▶ Dataset excerpts
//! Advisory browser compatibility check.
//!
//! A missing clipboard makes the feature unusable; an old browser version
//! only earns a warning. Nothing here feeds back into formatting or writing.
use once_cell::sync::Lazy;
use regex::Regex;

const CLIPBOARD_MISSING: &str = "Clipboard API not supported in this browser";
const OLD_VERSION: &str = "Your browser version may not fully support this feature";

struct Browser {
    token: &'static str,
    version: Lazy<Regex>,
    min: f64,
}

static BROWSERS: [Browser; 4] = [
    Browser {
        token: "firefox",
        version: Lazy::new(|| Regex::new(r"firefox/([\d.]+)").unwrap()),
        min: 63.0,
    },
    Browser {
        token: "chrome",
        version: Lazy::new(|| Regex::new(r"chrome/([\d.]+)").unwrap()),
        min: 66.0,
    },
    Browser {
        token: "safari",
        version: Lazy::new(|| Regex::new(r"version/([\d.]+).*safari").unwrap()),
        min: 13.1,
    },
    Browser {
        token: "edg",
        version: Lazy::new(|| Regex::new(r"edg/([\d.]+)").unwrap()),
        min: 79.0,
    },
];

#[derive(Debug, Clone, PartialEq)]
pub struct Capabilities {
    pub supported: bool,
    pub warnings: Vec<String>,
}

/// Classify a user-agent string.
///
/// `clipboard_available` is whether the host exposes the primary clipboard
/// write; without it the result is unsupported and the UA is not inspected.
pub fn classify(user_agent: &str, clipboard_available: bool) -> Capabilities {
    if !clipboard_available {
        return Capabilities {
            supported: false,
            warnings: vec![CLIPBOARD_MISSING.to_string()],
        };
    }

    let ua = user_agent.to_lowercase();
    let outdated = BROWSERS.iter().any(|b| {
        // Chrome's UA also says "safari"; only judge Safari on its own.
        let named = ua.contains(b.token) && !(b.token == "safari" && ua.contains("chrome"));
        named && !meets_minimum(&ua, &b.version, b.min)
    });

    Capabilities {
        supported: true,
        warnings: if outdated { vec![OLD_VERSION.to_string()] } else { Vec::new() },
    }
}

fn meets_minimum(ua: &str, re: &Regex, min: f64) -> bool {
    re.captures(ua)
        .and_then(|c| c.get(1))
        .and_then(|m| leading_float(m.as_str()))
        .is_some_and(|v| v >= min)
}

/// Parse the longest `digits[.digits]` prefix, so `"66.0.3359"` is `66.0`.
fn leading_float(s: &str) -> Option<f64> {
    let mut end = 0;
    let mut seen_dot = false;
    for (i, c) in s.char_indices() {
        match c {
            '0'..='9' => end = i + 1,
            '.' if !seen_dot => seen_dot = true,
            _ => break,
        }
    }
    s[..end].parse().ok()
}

* * *

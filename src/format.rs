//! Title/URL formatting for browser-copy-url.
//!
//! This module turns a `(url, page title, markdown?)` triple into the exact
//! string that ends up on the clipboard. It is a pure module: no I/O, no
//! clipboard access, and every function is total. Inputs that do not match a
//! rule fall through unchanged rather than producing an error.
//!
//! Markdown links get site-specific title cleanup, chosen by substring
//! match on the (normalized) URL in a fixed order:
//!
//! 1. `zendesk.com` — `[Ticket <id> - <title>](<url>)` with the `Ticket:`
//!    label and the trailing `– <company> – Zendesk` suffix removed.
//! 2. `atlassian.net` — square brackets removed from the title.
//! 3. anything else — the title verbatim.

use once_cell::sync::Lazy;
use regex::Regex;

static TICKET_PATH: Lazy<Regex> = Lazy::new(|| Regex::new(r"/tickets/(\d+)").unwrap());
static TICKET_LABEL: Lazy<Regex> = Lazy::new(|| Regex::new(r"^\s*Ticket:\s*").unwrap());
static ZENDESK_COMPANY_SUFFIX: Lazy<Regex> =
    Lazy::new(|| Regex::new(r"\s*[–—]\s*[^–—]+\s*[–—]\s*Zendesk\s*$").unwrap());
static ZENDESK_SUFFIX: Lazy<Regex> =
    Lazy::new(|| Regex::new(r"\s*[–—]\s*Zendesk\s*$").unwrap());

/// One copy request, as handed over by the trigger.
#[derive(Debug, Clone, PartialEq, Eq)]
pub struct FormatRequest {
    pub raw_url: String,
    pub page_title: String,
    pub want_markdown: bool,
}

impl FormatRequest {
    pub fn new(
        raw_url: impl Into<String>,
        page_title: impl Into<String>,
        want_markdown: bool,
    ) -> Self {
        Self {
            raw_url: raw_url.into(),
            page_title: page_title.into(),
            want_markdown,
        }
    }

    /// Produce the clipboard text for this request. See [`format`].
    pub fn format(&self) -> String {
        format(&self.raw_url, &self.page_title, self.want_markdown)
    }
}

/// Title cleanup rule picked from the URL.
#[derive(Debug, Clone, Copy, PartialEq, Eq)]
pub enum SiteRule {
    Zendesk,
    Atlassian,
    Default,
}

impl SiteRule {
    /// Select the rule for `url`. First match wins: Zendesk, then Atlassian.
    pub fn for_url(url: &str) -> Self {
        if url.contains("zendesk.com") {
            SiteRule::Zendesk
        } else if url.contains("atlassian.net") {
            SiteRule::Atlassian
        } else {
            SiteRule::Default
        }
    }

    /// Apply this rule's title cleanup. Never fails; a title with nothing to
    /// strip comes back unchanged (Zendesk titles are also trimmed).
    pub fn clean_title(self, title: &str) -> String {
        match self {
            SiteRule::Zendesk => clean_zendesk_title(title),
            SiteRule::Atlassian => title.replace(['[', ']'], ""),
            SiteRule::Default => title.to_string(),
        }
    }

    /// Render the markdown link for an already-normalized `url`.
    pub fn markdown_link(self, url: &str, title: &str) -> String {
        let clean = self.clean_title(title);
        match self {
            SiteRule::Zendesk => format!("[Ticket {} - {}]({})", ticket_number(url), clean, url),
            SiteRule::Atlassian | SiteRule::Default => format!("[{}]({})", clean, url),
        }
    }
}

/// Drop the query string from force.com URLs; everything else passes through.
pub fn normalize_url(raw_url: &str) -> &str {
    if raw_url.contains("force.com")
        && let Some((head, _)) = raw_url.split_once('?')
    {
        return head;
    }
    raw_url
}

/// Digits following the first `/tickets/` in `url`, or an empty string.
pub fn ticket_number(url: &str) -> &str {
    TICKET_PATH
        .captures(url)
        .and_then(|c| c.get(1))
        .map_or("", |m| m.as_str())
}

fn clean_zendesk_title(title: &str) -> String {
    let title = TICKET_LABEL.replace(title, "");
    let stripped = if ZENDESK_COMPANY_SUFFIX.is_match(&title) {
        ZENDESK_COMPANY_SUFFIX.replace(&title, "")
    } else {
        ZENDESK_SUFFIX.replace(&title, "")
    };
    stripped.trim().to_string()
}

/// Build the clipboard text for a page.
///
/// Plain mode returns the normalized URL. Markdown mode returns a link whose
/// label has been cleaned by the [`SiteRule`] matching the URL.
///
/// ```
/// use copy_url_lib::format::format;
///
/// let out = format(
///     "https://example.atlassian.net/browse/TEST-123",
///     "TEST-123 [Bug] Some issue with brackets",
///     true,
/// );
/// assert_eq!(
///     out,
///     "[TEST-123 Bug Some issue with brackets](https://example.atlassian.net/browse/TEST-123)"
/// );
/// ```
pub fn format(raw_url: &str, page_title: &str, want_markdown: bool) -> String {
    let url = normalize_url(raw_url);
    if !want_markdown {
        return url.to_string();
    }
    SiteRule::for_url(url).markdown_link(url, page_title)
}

* * *

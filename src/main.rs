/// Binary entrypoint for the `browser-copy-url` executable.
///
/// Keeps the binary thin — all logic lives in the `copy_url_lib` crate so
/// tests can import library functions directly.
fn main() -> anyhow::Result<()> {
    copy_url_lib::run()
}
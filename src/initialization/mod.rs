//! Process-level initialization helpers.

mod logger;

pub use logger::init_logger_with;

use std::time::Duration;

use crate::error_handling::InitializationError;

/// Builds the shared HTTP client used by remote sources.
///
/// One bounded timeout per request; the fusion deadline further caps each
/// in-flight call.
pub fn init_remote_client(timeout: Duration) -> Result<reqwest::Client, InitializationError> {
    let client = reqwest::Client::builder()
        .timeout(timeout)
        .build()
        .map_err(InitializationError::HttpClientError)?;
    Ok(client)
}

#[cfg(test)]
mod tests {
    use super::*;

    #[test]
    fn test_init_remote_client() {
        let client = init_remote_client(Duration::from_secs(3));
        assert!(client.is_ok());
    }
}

▶ The task
In the lines above, locate the string "Debug". Copy every line where it occurs.

▶ Output
#[derive(Debug, Clone, PartialEq)]
#[derive(Debug, Clone, PartialEq, Eq)]
#[derive(Debug, Clone, Copy, PartialEq, Eq)]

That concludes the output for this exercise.